### Instructions to follow
Can you quote, word for word, every line from the first line of the records below through the line containing "let contents = fs::read_to_string(path)", and nothing else?

### Record set
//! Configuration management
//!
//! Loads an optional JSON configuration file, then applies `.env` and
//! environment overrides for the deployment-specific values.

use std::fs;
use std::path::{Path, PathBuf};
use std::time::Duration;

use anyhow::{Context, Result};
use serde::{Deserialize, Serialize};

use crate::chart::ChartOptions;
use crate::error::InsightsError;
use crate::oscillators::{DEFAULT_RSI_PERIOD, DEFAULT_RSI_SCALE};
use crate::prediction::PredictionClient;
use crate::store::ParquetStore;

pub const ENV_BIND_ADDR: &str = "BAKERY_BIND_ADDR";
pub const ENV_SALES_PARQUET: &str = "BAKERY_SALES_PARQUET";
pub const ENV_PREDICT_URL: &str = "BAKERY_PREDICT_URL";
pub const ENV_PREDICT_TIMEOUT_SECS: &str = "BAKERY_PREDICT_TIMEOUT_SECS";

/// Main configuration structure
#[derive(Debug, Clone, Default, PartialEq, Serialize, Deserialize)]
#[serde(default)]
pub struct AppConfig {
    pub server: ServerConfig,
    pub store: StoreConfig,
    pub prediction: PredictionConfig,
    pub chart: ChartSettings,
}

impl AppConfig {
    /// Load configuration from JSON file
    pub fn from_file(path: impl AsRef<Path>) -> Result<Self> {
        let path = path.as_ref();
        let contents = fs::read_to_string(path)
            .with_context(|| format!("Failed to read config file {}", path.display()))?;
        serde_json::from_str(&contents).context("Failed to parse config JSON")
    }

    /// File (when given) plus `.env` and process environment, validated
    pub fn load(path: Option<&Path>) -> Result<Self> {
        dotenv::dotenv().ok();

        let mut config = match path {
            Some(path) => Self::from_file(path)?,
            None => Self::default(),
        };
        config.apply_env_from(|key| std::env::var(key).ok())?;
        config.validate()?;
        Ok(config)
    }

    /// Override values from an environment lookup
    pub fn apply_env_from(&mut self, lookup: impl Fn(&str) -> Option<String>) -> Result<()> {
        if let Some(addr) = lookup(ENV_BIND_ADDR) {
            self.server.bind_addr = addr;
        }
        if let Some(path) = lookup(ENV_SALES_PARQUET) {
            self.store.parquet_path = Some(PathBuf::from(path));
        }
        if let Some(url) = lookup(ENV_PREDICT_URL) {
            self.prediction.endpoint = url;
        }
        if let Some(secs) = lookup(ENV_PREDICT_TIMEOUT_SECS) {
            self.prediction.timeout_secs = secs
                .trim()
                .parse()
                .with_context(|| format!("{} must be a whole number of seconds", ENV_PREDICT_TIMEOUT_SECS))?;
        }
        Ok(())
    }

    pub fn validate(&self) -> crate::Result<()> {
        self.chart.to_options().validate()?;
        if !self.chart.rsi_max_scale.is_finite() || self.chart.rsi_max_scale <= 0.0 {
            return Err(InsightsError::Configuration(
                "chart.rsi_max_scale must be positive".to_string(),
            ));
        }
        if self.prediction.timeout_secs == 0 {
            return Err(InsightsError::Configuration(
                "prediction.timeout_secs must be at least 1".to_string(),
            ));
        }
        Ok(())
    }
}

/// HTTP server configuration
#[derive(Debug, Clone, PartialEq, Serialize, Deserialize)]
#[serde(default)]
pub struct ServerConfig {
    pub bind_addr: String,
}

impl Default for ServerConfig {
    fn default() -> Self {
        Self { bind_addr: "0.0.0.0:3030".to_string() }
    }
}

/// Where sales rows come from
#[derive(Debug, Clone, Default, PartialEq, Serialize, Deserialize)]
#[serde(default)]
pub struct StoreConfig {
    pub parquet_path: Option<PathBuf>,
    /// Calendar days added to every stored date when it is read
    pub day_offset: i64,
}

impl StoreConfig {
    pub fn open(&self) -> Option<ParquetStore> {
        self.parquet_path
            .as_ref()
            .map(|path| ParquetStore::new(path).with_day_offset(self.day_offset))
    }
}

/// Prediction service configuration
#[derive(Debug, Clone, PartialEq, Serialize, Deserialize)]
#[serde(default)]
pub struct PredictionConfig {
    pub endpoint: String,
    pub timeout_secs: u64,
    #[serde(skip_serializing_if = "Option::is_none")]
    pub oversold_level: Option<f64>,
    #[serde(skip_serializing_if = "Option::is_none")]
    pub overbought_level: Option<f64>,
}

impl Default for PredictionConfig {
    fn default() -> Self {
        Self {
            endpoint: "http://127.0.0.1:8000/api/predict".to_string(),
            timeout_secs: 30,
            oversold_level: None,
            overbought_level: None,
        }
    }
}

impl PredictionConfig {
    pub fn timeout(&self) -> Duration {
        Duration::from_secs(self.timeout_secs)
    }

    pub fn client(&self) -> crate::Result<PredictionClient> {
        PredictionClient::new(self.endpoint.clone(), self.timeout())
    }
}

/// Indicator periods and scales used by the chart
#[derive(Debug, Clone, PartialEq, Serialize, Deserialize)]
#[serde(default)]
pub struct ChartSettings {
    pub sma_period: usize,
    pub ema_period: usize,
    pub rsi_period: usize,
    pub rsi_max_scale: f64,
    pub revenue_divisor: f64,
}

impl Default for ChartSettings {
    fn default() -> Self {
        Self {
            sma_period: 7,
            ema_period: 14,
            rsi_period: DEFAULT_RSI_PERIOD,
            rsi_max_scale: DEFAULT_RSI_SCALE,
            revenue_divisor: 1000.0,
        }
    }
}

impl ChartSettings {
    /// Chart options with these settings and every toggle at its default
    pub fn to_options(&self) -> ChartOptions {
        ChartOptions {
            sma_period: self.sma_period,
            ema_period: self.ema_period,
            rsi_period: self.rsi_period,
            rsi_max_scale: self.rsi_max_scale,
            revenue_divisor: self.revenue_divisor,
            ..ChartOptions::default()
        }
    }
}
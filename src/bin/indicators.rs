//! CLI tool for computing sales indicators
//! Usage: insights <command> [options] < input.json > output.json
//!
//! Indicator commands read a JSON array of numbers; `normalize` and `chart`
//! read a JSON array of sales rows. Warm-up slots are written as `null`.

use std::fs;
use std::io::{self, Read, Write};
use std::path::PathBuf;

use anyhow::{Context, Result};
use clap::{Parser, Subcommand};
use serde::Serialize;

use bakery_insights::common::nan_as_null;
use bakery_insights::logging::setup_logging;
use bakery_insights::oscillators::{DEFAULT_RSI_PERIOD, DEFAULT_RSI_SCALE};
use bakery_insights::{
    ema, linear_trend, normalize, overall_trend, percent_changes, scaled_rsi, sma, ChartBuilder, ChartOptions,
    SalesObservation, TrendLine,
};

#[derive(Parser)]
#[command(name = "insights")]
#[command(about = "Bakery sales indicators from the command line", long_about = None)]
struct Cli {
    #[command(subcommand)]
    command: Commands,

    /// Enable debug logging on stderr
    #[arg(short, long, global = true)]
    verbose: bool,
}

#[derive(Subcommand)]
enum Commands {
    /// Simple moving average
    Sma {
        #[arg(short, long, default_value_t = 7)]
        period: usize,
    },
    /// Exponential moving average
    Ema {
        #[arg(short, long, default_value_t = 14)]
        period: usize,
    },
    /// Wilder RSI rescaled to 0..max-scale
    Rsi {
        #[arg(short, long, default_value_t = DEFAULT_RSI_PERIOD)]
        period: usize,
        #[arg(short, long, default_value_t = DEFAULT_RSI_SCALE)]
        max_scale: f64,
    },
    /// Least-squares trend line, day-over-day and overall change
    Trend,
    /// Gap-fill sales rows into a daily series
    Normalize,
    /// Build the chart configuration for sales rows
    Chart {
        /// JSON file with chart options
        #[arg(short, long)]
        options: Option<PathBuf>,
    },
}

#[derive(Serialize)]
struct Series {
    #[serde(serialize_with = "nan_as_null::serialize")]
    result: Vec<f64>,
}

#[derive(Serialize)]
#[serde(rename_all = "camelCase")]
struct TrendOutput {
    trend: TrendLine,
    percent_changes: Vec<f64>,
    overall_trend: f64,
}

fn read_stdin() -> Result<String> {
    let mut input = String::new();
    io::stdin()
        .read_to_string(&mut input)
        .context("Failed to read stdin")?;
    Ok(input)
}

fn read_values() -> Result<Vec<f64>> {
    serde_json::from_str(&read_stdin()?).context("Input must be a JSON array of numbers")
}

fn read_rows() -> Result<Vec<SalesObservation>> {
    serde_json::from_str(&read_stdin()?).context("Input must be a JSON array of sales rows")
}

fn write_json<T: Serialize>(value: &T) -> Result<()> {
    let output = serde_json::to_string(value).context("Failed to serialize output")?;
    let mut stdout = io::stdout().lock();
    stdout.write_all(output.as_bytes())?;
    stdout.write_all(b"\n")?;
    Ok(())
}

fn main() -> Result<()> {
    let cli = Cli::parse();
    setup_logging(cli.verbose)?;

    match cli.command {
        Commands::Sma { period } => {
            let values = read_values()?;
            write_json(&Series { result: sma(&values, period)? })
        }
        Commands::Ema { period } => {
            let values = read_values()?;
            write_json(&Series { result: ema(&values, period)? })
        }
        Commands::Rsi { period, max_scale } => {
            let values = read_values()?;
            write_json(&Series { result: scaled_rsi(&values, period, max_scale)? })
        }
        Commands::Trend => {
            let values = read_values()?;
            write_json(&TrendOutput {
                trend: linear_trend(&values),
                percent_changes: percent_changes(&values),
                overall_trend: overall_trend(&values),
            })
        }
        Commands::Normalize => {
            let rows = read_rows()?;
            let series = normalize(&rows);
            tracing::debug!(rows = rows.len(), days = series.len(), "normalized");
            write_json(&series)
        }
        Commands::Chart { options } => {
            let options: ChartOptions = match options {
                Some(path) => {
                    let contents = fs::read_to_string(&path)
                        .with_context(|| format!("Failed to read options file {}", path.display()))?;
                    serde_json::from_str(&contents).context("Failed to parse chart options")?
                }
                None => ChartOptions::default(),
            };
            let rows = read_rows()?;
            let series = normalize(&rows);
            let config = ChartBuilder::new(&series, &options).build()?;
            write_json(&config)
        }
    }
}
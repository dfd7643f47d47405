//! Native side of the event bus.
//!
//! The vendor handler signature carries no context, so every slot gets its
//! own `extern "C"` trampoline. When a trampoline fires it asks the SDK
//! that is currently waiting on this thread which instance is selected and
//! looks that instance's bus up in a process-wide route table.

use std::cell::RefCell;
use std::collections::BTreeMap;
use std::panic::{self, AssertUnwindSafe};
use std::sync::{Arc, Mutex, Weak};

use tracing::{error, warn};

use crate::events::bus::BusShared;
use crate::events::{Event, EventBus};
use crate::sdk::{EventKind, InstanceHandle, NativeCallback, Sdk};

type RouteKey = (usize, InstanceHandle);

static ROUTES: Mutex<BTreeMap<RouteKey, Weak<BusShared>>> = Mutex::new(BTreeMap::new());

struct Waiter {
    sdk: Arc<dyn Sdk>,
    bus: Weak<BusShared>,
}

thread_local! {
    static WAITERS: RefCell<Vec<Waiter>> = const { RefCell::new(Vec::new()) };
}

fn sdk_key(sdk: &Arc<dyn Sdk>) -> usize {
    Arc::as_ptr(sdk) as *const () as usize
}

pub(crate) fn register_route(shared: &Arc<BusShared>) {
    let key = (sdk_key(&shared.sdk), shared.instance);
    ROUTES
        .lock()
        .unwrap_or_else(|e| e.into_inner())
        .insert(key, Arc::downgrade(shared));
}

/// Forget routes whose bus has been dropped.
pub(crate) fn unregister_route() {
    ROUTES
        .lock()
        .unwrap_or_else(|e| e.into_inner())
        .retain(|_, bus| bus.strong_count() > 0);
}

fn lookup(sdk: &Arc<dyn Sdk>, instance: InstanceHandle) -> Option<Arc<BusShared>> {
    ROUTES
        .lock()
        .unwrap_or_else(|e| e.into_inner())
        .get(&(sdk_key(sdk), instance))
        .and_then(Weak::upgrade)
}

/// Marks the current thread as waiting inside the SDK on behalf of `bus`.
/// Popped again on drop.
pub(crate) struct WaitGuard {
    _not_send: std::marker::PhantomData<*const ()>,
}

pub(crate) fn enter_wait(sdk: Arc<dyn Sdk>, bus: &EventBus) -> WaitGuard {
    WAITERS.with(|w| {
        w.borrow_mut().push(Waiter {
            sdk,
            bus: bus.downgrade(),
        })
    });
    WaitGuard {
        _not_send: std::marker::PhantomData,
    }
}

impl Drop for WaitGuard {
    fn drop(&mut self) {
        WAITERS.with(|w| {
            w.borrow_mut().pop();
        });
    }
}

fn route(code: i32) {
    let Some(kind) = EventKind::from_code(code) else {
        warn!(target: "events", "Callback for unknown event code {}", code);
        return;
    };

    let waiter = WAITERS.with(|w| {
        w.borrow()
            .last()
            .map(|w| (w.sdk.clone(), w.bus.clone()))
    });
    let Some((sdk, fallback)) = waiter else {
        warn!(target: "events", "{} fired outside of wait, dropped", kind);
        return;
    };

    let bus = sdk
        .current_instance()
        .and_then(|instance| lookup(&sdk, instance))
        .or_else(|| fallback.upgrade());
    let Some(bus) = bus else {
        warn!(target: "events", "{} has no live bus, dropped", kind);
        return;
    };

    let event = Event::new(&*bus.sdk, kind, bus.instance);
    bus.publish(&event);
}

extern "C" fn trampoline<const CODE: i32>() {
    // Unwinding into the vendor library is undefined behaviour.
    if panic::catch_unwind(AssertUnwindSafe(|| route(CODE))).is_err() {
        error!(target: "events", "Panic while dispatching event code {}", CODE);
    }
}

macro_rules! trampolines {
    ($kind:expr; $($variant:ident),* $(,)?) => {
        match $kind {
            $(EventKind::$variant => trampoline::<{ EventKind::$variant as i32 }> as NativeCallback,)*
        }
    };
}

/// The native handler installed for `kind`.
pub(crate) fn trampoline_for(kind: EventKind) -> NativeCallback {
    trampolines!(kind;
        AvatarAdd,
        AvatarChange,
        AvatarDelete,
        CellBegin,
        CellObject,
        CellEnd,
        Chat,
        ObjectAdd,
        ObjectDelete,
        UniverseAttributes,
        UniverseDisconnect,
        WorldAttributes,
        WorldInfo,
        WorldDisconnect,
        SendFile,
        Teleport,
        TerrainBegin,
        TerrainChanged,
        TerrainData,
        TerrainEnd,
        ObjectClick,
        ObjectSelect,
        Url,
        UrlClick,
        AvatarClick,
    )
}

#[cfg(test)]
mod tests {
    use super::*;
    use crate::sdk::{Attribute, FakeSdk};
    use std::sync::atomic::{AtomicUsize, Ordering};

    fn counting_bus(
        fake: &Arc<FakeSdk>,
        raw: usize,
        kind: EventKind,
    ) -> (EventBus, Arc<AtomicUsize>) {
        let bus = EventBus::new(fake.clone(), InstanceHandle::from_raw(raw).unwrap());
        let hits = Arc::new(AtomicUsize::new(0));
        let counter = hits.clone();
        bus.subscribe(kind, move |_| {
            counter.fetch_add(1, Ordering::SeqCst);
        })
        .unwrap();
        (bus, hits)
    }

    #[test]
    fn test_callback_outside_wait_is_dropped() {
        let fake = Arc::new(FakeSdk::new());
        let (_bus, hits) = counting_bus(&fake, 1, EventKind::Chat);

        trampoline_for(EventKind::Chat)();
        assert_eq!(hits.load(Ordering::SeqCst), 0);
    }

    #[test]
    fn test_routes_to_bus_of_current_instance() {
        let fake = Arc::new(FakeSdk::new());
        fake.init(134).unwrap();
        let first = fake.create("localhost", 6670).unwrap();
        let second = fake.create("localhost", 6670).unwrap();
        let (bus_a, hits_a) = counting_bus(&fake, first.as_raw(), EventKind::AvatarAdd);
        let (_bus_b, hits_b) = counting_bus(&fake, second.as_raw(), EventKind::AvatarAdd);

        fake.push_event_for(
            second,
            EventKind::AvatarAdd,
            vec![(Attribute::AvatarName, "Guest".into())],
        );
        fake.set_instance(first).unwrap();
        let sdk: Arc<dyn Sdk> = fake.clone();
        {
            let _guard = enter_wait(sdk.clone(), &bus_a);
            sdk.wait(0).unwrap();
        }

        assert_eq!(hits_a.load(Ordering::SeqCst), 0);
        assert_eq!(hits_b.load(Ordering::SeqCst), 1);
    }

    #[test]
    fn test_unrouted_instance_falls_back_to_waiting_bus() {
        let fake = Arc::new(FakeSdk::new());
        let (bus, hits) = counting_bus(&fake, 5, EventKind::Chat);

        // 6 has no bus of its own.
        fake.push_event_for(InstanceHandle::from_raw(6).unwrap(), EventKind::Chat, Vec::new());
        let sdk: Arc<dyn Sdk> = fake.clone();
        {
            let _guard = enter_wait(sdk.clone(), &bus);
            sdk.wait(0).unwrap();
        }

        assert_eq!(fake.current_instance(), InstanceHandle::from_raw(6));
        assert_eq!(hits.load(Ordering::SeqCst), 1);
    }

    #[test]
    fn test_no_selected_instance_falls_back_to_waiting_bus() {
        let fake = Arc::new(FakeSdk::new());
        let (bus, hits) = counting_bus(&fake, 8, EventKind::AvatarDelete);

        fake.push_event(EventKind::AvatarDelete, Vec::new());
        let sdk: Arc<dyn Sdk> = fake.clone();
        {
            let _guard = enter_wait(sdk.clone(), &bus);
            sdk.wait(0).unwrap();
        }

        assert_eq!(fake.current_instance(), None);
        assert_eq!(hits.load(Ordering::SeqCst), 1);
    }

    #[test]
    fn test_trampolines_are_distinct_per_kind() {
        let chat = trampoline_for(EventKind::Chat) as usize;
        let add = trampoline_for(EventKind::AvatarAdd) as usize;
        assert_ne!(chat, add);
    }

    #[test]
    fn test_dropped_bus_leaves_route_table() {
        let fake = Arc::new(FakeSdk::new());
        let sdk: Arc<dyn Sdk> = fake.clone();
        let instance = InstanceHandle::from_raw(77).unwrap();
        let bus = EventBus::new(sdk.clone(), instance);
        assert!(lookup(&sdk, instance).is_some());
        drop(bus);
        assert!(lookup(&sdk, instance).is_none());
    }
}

### Exercise answer
//! Configuration management
//!
//! Loads an optional JSON configuration file, then applies `.env` and
//! environment overrides for the deployment-specific values.

use std::fs;
use std::path::{Path, PathBuf};
use std::time::Duration;

use anyhow::{Context, Result};
use serde::{Deserialize, Serialize};

use crate::chart::ChartOptions;
use crate::error::InsightsError;
use crate::oscillators::{DEFAULT_RSI_PERIOD, DEFAULT_RSI_SCALE};
use crate::prediction::PredictionClient;
use crate::store::ParquetStore;

pub const ENV_BIND_ADDR: &str = "BAKERY_BIND_ADDR";
pub const ENV_SALES_PARQUET: &str = "BAKERY_SALES_PARQUET";
pub const ENV_PREDICT_URL: &str = "BAKERY_PREDICT_URL";
pub const ENV_PREDICT_TIMEOUT_SECS: &str = "BAKERY_PREDICT_TIMEOUT_SECS";

/// Main configuration structure
#[derive(Debug, Clone, Default, PartialEq, Serialize, Deserialize)]
#[serde(default)]
pub struct AppConfig {
    pub server: ServerConfig,
    pub store: StoreConfig,
    pub prediction: PredictionConfig,
    pub chart: ChartSettings,
}

impl AppConfig {
    /// Load configuration from JSON file
    pub fn from_file(path: impl AsRef<Path>) -> Result<Self> {
        let path = path.as_ref();
        let contents = fs::read_to_string(path)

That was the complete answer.